[Material for this exercise]
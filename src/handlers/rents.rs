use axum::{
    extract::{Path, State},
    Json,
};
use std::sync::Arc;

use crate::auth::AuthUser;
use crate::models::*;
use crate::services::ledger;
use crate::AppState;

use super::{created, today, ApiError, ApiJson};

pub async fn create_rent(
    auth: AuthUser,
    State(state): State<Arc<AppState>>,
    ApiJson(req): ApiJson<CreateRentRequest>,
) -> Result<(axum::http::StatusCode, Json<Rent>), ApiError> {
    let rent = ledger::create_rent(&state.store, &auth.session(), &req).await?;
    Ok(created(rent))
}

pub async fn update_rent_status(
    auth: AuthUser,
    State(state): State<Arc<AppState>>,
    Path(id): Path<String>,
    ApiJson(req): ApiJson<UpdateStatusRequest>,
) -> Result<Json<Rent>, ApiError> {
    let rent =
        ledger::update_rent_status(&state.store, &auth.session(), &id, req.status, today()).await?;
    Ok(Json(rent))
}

...

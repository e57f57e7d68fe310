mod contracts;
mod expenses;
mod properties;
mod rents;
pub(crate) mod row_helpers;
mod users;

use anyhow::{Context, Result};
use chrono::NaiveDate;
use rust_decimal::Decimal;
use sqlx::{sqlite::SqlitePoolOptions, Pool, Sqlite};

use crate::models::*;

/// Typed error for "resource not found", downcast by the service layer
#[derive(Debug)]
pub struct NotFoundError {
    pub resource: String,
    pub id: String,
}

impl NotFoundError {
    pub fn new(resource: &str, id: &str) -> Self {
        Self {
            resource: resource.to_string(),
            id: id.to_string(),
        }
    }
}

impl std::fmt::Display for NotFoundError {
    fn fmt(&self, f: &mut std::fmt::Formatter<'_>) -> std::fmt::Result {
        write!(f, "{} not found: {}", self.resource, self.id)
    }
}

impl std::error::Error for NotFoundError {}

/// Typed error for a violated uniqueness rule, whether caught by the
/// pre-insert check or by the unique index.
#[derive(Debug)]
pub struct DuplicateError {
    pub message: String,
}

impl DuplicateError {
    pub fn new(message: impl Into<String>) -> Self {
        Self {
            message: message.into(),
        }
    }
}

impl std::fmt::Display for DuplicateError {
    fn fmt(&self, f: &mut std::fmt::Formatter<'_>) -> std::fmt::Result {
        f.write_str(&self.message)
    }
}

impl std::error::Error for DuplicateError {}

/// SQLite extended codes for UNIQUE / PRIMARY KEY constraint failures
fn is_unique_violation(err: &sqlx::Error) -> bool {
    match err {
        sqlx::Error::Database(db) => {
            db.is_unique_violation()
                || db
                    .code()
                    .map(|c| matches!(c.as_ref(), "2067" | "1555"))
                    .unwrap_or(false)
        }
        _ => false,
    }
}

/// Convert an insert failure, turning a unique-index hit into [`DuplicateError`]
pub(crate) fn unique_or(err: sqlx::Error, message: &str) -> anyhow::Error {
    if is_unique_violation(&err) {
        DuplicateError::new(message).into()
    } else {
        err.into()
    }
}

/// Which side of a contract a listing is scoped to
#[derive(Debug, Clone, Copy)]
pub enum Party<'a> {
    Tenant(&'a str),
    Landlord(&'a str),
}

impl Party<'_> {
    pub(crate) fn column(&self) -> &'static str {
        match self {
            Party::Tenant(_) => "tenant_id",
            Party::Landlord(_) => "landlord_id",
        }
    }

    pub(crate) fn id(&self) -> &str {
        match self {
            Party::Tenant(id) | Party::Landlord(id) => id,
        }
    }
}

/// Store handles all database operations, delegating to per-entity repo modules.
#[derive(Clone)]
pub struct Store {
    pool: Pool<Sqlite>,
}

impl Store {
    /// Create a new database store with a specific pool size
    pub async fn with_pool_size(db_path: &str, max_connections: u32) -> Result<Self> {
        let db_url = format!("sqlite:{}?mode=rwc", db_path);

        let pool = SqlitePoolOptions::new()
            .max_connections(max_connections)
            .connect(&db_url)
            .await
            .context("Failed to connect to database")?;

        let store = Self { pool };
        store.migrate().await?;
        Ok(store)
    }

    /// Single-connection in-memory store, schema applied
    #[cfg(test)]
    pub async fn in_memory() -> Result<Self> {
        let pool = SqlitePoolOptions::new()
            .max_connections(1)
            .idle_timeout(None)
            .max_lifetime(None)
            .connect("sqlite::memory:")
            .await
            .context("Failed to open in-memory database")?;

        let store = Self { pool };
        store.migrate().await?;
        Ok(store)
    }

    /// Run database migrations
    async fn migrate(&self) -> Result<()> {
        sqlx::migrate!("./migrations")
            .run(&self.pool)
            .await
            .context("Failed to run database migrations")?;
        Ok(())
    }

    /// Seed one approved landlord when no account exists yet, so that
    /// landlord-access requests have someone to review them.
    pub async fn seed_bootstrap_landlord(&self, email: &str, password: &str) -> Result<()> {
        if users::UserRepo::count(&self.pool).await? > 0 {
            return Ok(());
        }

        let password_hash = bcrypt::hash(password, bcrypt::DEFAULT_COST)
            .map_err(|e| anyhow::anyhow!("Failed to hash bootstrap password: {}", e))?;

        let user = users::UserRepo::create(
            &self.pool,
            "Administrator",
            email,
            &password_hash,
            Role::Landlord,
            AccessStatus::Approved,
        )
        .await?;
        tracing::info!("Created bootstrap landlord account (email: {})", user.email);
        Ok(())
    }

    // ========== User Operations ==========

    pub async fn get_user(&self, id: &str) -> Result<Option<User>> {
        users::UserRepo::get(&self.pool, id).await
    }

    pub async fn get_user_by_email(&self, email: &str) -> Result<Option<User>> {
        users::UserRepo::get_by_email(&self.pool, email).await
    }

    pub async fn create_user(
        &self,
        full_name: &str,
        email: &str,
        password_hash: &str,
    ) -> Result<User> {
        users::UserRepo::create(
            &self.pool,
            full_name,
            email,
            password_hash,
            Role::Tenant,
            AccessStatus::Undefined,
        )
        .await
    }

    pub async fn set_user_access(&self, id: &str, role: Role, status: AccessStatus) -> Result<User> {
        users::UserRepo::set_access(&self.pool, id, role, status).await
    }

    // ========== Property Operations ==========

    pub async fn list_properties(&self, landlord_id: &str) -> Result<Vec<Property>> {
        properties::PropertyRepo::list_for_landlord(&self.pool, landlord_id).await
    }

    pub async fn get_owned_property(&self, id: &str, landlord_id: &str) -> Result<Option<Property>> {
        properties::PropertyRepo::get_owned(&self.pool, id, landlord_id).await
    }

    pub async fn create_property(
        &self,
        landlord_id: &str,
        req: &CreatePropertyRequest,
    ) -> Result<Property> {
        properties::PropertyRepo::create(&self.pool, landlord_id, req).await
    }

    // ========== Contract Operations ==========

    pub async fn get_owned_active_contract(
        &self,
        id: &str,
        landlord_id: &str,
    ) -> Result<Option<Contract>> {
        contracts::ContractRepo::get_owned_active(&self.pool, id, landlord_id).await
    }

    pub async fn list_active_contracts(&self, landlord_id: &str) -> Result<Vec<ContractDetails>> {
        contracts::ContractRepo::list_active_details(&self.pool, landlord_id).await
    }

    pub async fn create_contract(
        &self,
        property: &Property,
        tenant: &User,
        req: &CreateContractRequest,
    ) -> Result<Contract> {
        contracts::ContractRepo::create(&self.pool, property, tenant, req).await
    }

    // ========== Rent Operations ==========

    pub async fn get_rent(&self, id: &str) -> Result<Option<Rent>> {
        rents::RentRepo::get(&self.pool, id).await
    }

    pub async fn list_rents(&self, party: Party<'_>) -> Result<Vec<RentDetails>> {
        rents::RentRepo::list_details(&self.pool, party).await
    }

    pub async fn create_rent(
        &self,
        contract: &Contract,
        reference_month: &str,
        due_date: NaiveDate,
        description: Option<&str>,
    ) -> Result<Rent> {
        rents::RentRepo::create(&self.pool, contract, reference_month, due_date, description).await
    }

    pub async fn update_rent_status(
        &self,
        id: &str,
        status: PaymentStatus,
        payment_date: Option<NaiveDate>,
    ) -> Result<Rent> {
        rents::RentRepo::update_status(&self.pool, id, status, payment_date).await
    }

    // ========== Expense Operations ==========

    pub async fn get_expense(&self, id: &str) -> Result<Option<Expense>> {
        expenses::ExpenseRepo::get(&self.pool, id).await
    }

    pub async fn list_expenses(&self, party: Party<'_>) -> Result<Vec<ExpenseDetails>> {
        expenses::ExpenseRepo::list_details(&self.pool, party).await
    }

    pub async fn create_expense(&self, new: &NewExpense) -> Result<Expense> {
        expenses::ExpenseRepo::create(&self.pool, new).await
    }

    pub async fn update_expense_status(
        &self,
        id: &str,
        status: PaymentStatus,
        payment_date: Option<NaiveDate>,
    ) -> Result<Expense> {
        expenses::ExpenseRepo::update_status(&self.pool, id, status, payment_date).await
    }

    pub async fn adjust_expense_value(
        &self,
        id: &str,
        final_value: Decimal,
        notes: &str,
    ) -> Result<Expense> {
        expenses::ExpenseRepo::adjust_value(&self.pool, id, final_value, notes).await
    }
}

[Problem statement]
Look through the records and copy every line that has the word "message".

[Written response]
    pub message: String,
    pub fn new(message: impl Into<String>) -> Self {
            message: message.into(),
        f.write_str(&self.message)
pub(crate) fn unique_or(err: sqlx::Error, message: &str) -> anyhow::Error {
        DuplicateError::new(message).into()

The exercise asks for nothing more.